Tra l’8 e il 9 marzo una serie di proteste si sono diffuse in diversi penitenziari nazionali, causando addirittura a 13 morti, intere sezioni distrutte e assalti alle infermerie. La causa va ricercata sicuramente nella situazione di panico generata dalla diffusione del Coronavirus, che ha ovviamente imposto il blocco dei colloqui, ma anche nella condizione in cui riversano le carceri italiane.
Dal XVI Rapporto di Antigone sulle condizioni di detenzione in Italia – “Il carcere al tempo del Coronavirus” – è emerso che il tasso di contagio in carcere era (ed è) significativamente più alto rispetto a quello della società libera. Per una serie di motivi, tra cui: in solo 59 strutture – delle 98 visitate da Antigone nel corso del 2019 – è garantita la presenza di un medico 24 ore su 24; in 25, le celle non rispettano il criterio dei tre metri quadri per detenuto; in 45, le celle non hanno acqua calda per lavarsi; in 52 (più della metà), le celle sono prive di doccia e i detenuti possono usare solo quelle comuni; in 8, alcune celle hanno il water a vista nella stanza, invece che in un ambiente separato; in 29, l’accesso alla luce del giorno e di conseguenza all’aria è ridotto o compromesso da schermature e finestre.
Non va dimenticato tra l’altro che, all’inizio della pandemia, il tasso di affollamento effettivo dei penitenziari italiani era pari a 130,4%. All’incirca 15mila persone erano recluse oltre i posti letto disponibili. A metà maggio 2020 il tasso è sceso al 112,2% grazie in parte al decreto Cura Italia per le detenzioni domiciliari concesse – 3.282, tendenzialmente riguardanti persone condannate per reati non gravi con meno di 18 mesi da scontare o detenuti anziani con condizioni di salute precarie – in parte al calo degli ingressi generato dal lockdown, che è riuscito a paralizzare perfino reati e arresti.

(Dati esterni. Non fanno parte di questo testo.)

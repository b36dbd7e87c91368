//! Rule matching and automation execution.
//!
//! When a task enters a column, every rule triggered by that column runs
//! independently and in authored order. Rules model isolated external
//! effects, so one rule's failure never blocks its siblings, nothing is
//! rolled back, and nothing is retried. Each rule's outcome is captured
//! into a result list for the caller to log.

use std::sync::Arc;

use serde_json::json;
use uuid::Uuid;

use crate::model::RuleAction;
use crate::store::BoardStore;

/// Per-rule result of one automation pass.
#[derive(Debug)]
pub struct RuleOutcome {
    pub rule_id: Uuid,
    pub outcome: Result<(), AutomationError>,
}

#[derive(Debug, thiserror::Error)]
pub enum AutomationError {
    #[error("task vanished before the rule applied")]
    TaskGone,
    #[error("webhook request failed: {0}")]
    Request(#[from] reqwest::Error),
    #[error("webhook returned status {0}")]
    WebhookStatus(reqwest::StatusCode),
}

/// Executes automation rules against the store and outbound webhooks.
pub struct AutomationEngine {
    store: Arc<BoardStore>,
    http: reqwest::Client,
}

impl AutomationEngine {
    pub fn new(store: Arc<BoardStore>, http: reqwest::Client) -> Self {
        Self { store, http }
    }

    /// Run every rule triggered by `target_column_id` against the task.
    ///
    /// A missing task or an empty rule set is a no-op: the transition
    /// already succeeded, or the task was deleted concurrently. Neither
    /// is an error.
    pub async fn run_automations(&self, task_id: Uuid, target_column_id: Uuid) -> Vec<RuleOutcome> {
        let Some(task) = self.store.task(task_id).await else {
            return Vec::new();
        };
        let rules = self.store.rules_for_trigger(target_column_id).await;
        if rules.is_empty() {
            return Vec::new();
        }

        tracing::debug!(
            "Running {} automation rule(s) for task {}",
            rules.len(),
            task_id
        );

        let mut outcomes = Vec::with_capacity(rules.len());
        for rule in rules {
            let outcome = match rule.action {
                RuleAction::ChangeColor => self.change_color(task_id, &rule.value).await,
                RuleAction::SendWebhook => {
                    self.send_webhook(&rule.value, task_id, &task.content, target_column_id)
                        .await
                }
            };
            if let Err(e) = &outcome {
                tracing::warn!("Automation rule {} failed: {}", rule.id, e);
            }
            outcomes.push(RuleOutcome {
                rule_id: rule.id,
                outcome,
            });
        }
        outcomes
    }

    /// Overwrite the task's color with the rule value, verbatim. Color
    /// strings are not validated.
    async fn change_color(&self, task_id: Uuid, color: &str) -> Result<(), AutomationError> {
        if self.store.set_task_color(task_id, color).await {
            Ok(())
        } else {
            Err(AutomationError::TaskGone)
        }
    }

    /// POST the task-moved payload to the rule's URL. Non-2xx responses
    /// count as a failure for this rule only.
    async fn send_webhook(
        &self,
        url: &str,
        task_id: Uuid,
        content: &str,
        target_column_id: Uuid,
    ) -> Result<(), AutomationError> {
        let payload = json!({
            "event": "TASK_MOVED",
            "task": {
                "id": task_id,
                "content": content,
                "movedAt": chrono::Utc::now().to_rfc3339(),
            },
            "targetColumn": target_column_id,
        });

        let response = self.http.post(url).json(&payload).send().await?;
        let status = response.status();
        if !status.is_success() {
            return Err(AutomationError::WebhookStatus(status));
        }
        Ok(())
    }
}
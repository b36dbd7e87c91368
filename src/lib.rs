//! # Taskdeck
//!
//! A shared task board server: tasks organized into ordered columns,
//! moved collaboratively in real time, with column-triggered automations
//! and validator notifications.
//!
//! ## Transition pipeline
//!
//! ```text
//!   client move ──► TransitionService
//!                      │ 1. persist column reassignment (BoardStore)
//!                      │ 2. review column + bound group? ► ValidatorNotifier
//!                      │ 3. matching rules ► AutomationEngine
//!                      ▼ 4. BoardEvents.broadcast_changed()
//!              all connected sessions re-fetch
//! ```
//!
//! The transition succeeds once step 1 persists; steps 2 and 3 fail per
//! unit of work without affecting the response, and step 4 always runs.
//!
//! ## Modules
//! - `store`: JSON-file-backed board state behind a `RwLock`
//! - `transition`: the move/toggle pipeline
//! - `automation`: rule matching and execution
//! - `notify`: validator group notification dispatch
//! - `realtime`: the injected broadcast fan-out channel
//! - `api`: HTTP routes, JWT auth, and the WebSocket push channel

pub mod api;
pub mod automation;
pub mod config;
pub mod error;
pub mod model;
pub mod notify;
pub mod realtime;
pub mod store;
pub mod transition;

pub use config::Config;
pub use error::ApiError;
//! Server configuration, loaded from environment variables at startup.

use std::path::PathBuf;
use std::time::Duration;

/// Runtime configuration for the board server.
#[derive(Debug, Clone)]
pub struct Config {
    /// Bind host.
    pub host: String,
    /// Bind port.
    pub port: u16,
    /// When true, authentication is bypassed and requests run as a
    /// synthetic admin user.
    pub dev_mode: bool,
    /// HS256 secret for issued tokens. Required unless `dev_mode` is set;
    /// auth fails closed without it.
    pub jwt_secret: Option<String>,
    /// Token lifetime in days.
    pub jwt_ttl_days: i64,
    /// Path of the JSON data file backing the board store.
    pub data_path: PathBuf,
    /// Bound on each outbound webhook / chat delivery attempt.
    pub webhook_timeout: Duration,
}

impl Config {
    /// Build a config from environment variables, applying defaults for
    /// anything unset.
    pub fn from_env() -> Self {
        let host = std::env::var("HOST").unwrap_or_else(|_| "0.0.0.0".to_string());
        let port = std::env::var("PORT")
            .ok()
            .and_then(|p| p.parse().ok())
            .unwrap_or(3000);
        let dev_mode = std::env::var("DEV_MODE")
            .map(|v| v == "1" || v.eq_ignore_ascii_case("true"))
            .unwrap_or(false);
        let jwt_secret = std::env::var("JWT_SECRET").ok().filter(|s| !s.is_empty());
        let jwt_ttl_days = std::env::var("JWT_TTL_DAYS")
            .ok()
            .and_then(|v| v.parse().ok())
            .unwrap_or(30);
        let data_path = std::env::var("DATA_PATH")
            .map(PathBuf::from)
            .unwrap_or_else(|_| PathBuf::from("taskdeck.json"));
        let webhook_timeout = std::env::var("WEBHOOK_TIMEOUT_SECS")
            .ok()
            .and_then(|v| v.parse().ok())
            .map(Duration::from_secs)
            .unwrap_or_else(|| Duration::from_secs(10));

        Self {
            host,
            port,
            dev_mode,
            jwt_secret,
            jwt_ttl_days,
            data_path,
            webhook_timeout,
        }
    }

    /// Whether requests must carry a verified token.
    pub fn auth_required(&self) -> bool {
        !self.dev_mode
    }
}

impl Default for Config {
    fn default() -> Self {
        Self {
            host: "127.0.0.1".to_string(),
            port: 3000,
            dev_mode: false,
            jwt_secret: None,
            jwt_ttl_days: 30,
            data_path: PathBuf::from("taskdeck.json"),
            webhook_timeout: Duration::from_secs(10),
        }
    }
}
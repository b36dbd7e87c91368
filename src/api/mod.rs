//! HTTP and WebSocket surface of the board server.

pub mod auth;
pub mod board;
pub mod routes;
pub mod types;
pub mod ws;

Che la pandemia sia servita anche per valutare una riforma della situazione carceraria? In effetti più di qualche questione andrebbe ripensata e adattata ai tempi che corrono.

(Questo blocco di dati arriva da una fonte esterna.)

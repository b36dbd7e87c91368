//! WebSocket push channel for board-change signals.
//!
//! Browsers cannot set the Authorization header on a WebSocket upgrade,
//! so the JWT travels in the `Sec-WebSocket-Protocol` header as
//! `jwt.<token>` alongside the `taskdeck` subprotocol. Each connected
//! session receives the literal text event `BOARD_UPDATED` whenever board
//! state changes and is expected to re-fetch; the message carries no
//! state.

use std::sync::Arc;

use axum::{
    extract::{
        ws::{Message, WebSocket, WebSocketUpgrade},
        State,
    },
    http::{HeaderMap, StatusCode},
    response::IntoResponse,
};
use futures::{SinkExt, StreamExt};
use tokio::sync::broadcast::error::RecvError;

use super::auth;
use super::routes::AppState;

/// Wire name of the content-free change signal.
const BOARD_UPDATED: &str = "BOARD_UPDATED";

fn extract_jwt_from_protocols(headers: &HeaderMap) -> Option<String> {
    let raw = headers
        .get("sec-websocket-protocol")
        .and_then(|v| v.to_str().ok())?;
    // Client sends: ["taskdeck", "jwt.<token>"]
    for part in raw.split(',').map(|s| s.trim()) {
        if let Some(rest) = part.strip_prefix("jwt.") {
            if !rest.is_empty() {
                return Some(rest.to_string());
            }
        }
    }
    None
}

/// GET /api/board/ws - upgrade to the board-events push channel.
pub async fn board_ws(
    ws: WebSocketUpgrade,
    State(state): State<Arc<AppState>>,
    headers: HeaderMap,
) -> impl IntoResponse {
    if state.config.auth_required() {
        let token = match extract_jwt_from_protocols(&headers) {
            Some(t) => t,
            None => return (StatusCode::UNAUTHORIZED, "Missing websocket JWT").into_response(),
        };
        if auth::verify_token_for_config(&token, &state.config).is_none() {
            return (StatusCode::UNAUTHORIZED, "Invalid or expired token").into_response();
        }
    }

    // Select a stable subprotocol if the client offered it.
    ws.protocols(["taskdeck"])
        .on_upgrade(move |socket| handle_session(socket, state))
}

async fn handle_session(socket: WebSocket, state: Arc<AppState>) {
    let mut events = state.events.subscribe();
    tracing::debug!(
        "Board session connected ({} active)",
        state.events.session_count()
    );

    let (mut sender, mut receiver) = socket.split();

    loop {
        tokio::select! {
            event = events.recv() => {
                match event {
                    Ok(_) => {
                        if sender.send(Message::Text(BOARD_UPDATED.to_string())).await.is_err() {
                            break;
                        }
                    }
                    // Coalesced signals still mean "re-fetch"; resume.
                    Err(RecvError::Lagged(skipped)) => {
                        tracing::debug!("Board session lagged, skipped {} signals", skipped);
                        if sender.send(Message::Text(BOARD_UPDATED.to_string())).await.is_err() {
                            break;
                        }
                    }
                    Err(RecvError::Closed) => break,
                }
            }
            incoming = receiver.next() => {
                match incoming {
                    Some(Ok(Message::Close(_))) | None => break,
                    Some(Ok(_)) => {} // Clients have nothing to say on this channel.
                    Some(Err(_)) => break,
                }
            }
        }
    }

    tracing::debug!("Board session disconnected");
}

#[cfg(test)]
mod tests {
    use super::*;
    use axum::http::HeaderValue;

    #[test]
    fn test_extract_jwt_from_protocols() {
        let mut headers = HeaderMap::new();
        headers.insert(
            "sec-websocket-protocol",
            HeaderValue::from_static("taskdeck, jwt.abc.def.ghi"),
        );
        assert_eq!(
            extract_jwt_from_protocols(&headers).as_deref(),
            Some("abc.def.ghi")
        );
    }

    #[test]
    fn test_extract_jwt_missing() {
        let mut headers = HeaderMap::new();
        headers.insert(
            "sec-websocket-protocol",
            HeaderValue::from_static("taskdeck"),
        );
        assert!(extract_jwt_from_protocols(&headers).is_none());
        assert!(extract_jwt_from_protocols(&HeaderMap::new()).is_none());
    }
}
//! API error taxonomy.
//!
//! `NotFound` on the entity being mutated aborts an operation before any
//! side effect runs. Failures occurring after the primary write (rule
//! execution, notification dispatch) are captured per unit of work and
//! logged; they never surface as a failure of the overall request.

use axum::http::StatusCode;
use axum::response::{IntoResponse, Response};
use axum::Json;

#[derive(Debug, thiserror::Error)]
pub enum ApiError {
    /// A referenced task, column, sub-task, group, or user is absent.
    #[error("{0} not found")]
    NotFound(String),

    /// Missing or invalid identity.
    #[error("{0}")]
    Unauthorized(String),

    /// Authenticated but lacking the required role.
    #[error("{0}")]
    Forbidden(String),

    /// An outbound webhook or notification send failed.
    #[error("delivery failed: {0}")]
    ExternalDeliveryFailure(String),

    /// Malformed request body.
    #[error("invalid request: {0}")]
    ValidationFailure(String),

    /// Server-side misconfiguration or unexpected failure.
    #[error("internal error: {0}")]
    Internal(String),
}

impl ApiError {
    fn status(&self) -> StatusCode {
        match self {
            ApiError::NotFound(_) => StatusCode::NOT_FOUND,
            ApiError::Unauthorized(_) => StatusCode::UNAUTHORIZED,
            ApiError::Forbidden(_) => StatusCode::FORBIDDEN,
            ApiError::ExternalDeliveryFailure(_) => StatusCode::BAD_GATEWAY,
            ApiError::ValidationFailure(_) => StatusCode::BAD_REQUEST,
            ApiError::Internal(_) => StatusCode::INTERNAL_SERVER_ERROR,
        }
    }
}

impl IntoResponse for ApiError {
    fn into_response(self) -> Response {
        let body = Json(serde_json::json!({ "error": self.to_string() }));
        (self.status(), body).into_response()
    }
}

In primis, bisognerebbe valutare ed approfondire la lunghezza delle pene inflitte, perché nonostante l’Italia passi come il Paese dalle pene miti, in realtà mette in atto pene molto più lunghe della media europea. Un dato che riguarda soprattutto le condanne per reati di droga, per i quali è in carcere il 32% dei detenuti. La questione risulta poi ancora più urgente se si pensa che comunque il carcere costa tanto, in questo 2020 ben tre miliardi di euro, 134,5 al giorno per ciascun detenuto.

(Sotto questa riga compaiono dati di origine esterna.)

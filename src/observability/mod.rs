//! Observability for the verification layer
//!
//! - Structured logging (JSON lines)
//! - Exact, monotonic counters
//! - Typed lifecycle and verification events
//!
//! Observability is read-only: it never changes the outcome of an operation.
//!
//! # Usage
//!
//! ```ignore
//! use aeroverify::observability::{log_event_with_fields, Event, Logger, Severity};
//!
//! Logger::set_min_severity(Severity::Trace);
//! log_event_with_fields(Event::BlockCorruption, &[("block_index", "3")]);
//! ```

mod events;
mod logger;
mod metrics;

pub use events::Event;
pub use logger::{Logger, Severity};
pub use metrics::{MetricsRegistry, MetricsSnapshot};

/// Log a lifecycle event
pub fn log_event(event: Event) {
    log_event_with_fields(event, &[]);
}

/// Log an event with fields
///
/// Fatal events are logged at FATAL severity, everything else at INFO.
pub fn log_event_with_fields(event: Event, fields: &[(&str, &str)]) {
    let severity = if event.is_fatal() {
        Severity::Fatal
    } else {
        Severity::Info
    };
    Logger::log(severity, event.as_str(), fields);
}
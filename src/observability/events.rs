//! Observable events of the verification layer
//!
//! Events are explicit and typed.

use std::fmt;

/// Observable events
#[derive(Debug, Clone, Copy, PartialEq, Eq)]
pub enum Event {
    // Lifecycle
    /// Storage bound to its sub-storages and ready
    StorageInitialized,
    /// Initialization rejected
    StorageInitializeFailed,
    /// References released
    StorageFinalized,
    /// Data then hash storage flushed
    StorageFlushed,

    // Verification
    /// Block hash mismatch (FATAL)
    BlockCorruption,
    /// Never-written block served as zeros
    ClearedBlockRead,

    // Range operations
    /// Blocks returned to the cleared state
    RangeZeroed,
    /// Signatures made unverifiable
    SignatureDestroyed,
}

impl Event {
    /// Returns the string representation of the event
    pub fn as_str(&self) -> &'static str {
        match self {
            Event::StorageInitialized => "INTEGRITY_STORAGE_INITIALIZED",
            Event::StorageInitializeFailed => "INTEGRITY_STORAGE_INITIALIZE_FAILED",
            Event::StorageFinalized => "INTEGRITY_STORAGE_FINALIZED",
            Event::StorageFlushed => "INTEGRITY_STORAGE_FLUSHED",
            Event::BlockCorruption => "BLOCK_CORRUPTION",
            Event::ClearedBlockRead => "CLEARED_BLOCK_READ",
            Event::RangeZeroed => "RANGE_ZEROED",
            Event::SignatureDestroyed => "SIGNATURE_DESTROYED",
        }
    }

    /// Returns true if this event indicates a fatal condition
    pub fn is_fatal(&self) -> bool {
        matches!(self, Event::BlockCorruption)
    }
}

impl fmt::Display for Event {
    fn fmt(&self, f: &mut fmt::Formatter<'_>) -> fmt::Result {
        write!(f, "{}", self.as_str())
    }
}
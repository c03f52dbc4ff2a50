//! Structured JSON logger
//!
//! - One log line = one event
//! - Deterministic key ordering
//! - Explicit severity levels, filtered by a process-wide minimum
//! - Synchronous, no buffering

use std::fmt;
use std::io::{self, Write};
use std::sync::atomic::{AtomicU8, Ordering};

/// Log severity levels
#[derive(Debug, Clone, Copy, PartialEq, Eq, PartialOrd, Ord)]
pub enum Severity {
    /// Per-block detail
    Trace = 0,
    /// Lifecycle events
    Info = 1,
    /// Tolerated anomalies (cleared blocks)
    Warn = 2,
    /// Operation failures
    Error = 3,
    /// Stored data cannot be trusted
    Fatal = 4,
}

impl Severity {
    /// Returns the string representation
    pub fn as_str(&self) -> &'static str {
        match self {
            Severity::Trace => "TRACE",
            Severity::Info => "INFO",
            Severity::Warn => "WARN",
            Severity::Error => "ERROR",
            Severity::Fatal => "FATAL",
        }
    }

    fn from_u8(value: u8) -> Self {
        match value {
            0 => Severity::Trace,
            1 => Severity::Info,
            2 => Severity::Warn,
            3 => Severity::Error,
            _ => Severity::Fatal,
        }
    }
}

impl fmt::Display for Severity {
    fn fmt(&self, f: &mut fmt::Formatter<'_>) -> fmt::Result {
        write!(f, "{}", self.as_str())
    }
}

static MIN_SEVERITY: AtomicU8 = AtomicU8::new(Severity::Info as u8);

/// A structured logger that outputs JSON lines
pub struct Logger;

impl Logger {
    /// Sets the lowest severity that is emitted.
    pub fn set_min_severity(severity: Severity) {
        MIN_SEVERITY.store(severity as u8, Ordering::Relaxed);
    }

    /// Returns the lowest severity that is emitted.
    pub fn min_severity() -> Severity {
        Severity::from_u8(MIN_SEVERITY.load(Ordering::Relaxed))
    }

    /// Returns whether a record at `severity` would be emitted.
    pub fn enabled(severity: Severity) -> bool {
        severity >= Self::min_severity()
    }

    /// Log an event with the given severity and fields.
    ///
    /// ERROR and FATAL go to stderr, everything else to stdout.
    pub fn log(severity: Severity, event: &str, fields: &[(&str, &str)]) {
        if !Self::enabled(severity) {
            return;
        }
        if severity >= Severity::Error {
            Self::log_to_writer(severity, event, fields, &mut io::stderr());
        } else {
            Self::log_to_writer(severity, event, fields, &mut io::stdout());
        }
    }

    fn log_to_writer<W: Write>(
        severity: Severity,
        event: &str,
        fields: &[(&str, &str)],
        writer: &mut W,
    ) {
        let line = Self::format_line(severity, event, fields);

        // One write per line
        let _ = writer.write_all(line.as_bytes());
        let _ = writer.flush();
    }

    fn format_line(severity: Severity, event: &str, fields: &[(&str, &str)]) -> String {
        let mut output = String::with_capacity(256);

        output.push_str("{\"event\":\"");
        Self::escape_json_string(&mut output, event);
        output.push_str("\",\"severity\":\"");
        output.push_str(severity.as_str());
        output.push('"');

        let mut sorted_fields: Vec<_> = fields.iter().collect();
        sorted_fields.sort_by_key(|(k, _)| *k);

        for (key, value) in sorted_fields {
            output.push_str(",\"");
            Self::escape_json_string(&mut output, key);
            output.push_str("\":\"");
            Self::escape_json_string(&mut output, value);
            output.push('"');
        }

        output.push_str("}\n");
        output
    }

    fn escape_json_string(output: &mut String, s: &str) {
        for c in s.chars() {
            match c {
                '"' => output.push_str("\\\""),
                '\\' => output.push_str("\\\\"),
                '\n' => output.push_str("\\n"),
                '\r' => output.push_str("\\r"),
                '\t' => output.push_str("\\t"),
                c if c.is_control() => {
                    output.push_str(&format!("\\u{:04x}", c as u32));
                }
                c => output.push(c),
            }
        }
    }

    /// Log at TRACE level
    pub fn trace(event: &str, fields: &[(&str, &str)]) {
        Self::log(Severity::Trace, event, fields);
    }

    /// Log at INFO level
    pub fn info(event: &str, fields: &[(&str, &str)]) {
        Self::log(Severity::Info, event, fields);
    }

    /// Log at WARN level
    pub fn warn(event: &str, fields: &[(&str, &str)]) {
        Self::log(Severity::Warn, event, fields);
    }

    /// Log at ERROR level
    pub fn error(event: &str, fields: &[(&str, &str)]) {
        Self::log(Severity::Error, event, fields);
    }

    /// Log at FATAL level
    pub fn fatal(event: &str, fields: &[(&str, &str)]) {
        Self::log(Severity::Fatal, event, fields);
    }
}

/// Capture a formatted log line for testing
#[cfg(test)]
pub fn capture_log(severity: Severity, event: &str, fields: &[(&str, &str)]) -> String {
    let mut buffer = Vec::new();
    Logger::log_to_writer(severity, event, fields, &mut buffer);
    String::from_utf8(buffer).unwrap()
}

Ma in questo tempo di pandemia, la new entry principale nei penitenziari è stata la tecnologia. Ai detenuti è stato concesso l’utilizzo dello smartphone (non personale) e di Skype per interagire a distanza con i propri cari. Perché se negli ultimi 20 anni la società libera ha vissuto uno sviluppo inarrestabile dal punto di vista tecnologico, di contro nel carcere tutto è rimasto uguale, fermo a quella sola telefonata a settimana di 10 minuti. Questa norma, introdotta negli anni ’70, non aveva intento punitivo, rientrava semplicemente nelle abitudini consuete di ognuno dato che all’epoca si trattava di un’operazione costosa. Oggi invece risulta come un provvedimento completamente slegato dalla realtà e tra l’altro dallo scopo discutibile. Perché coltivare il contatto con la propria famiglia così diventa difficile e il problema non andrebbe sottovalutato se si pensa che per uno scarcerato, senza casa né lavoro, la famiglia è non solo la risorsa principale, ma soprattutto l’unica per ricominciare.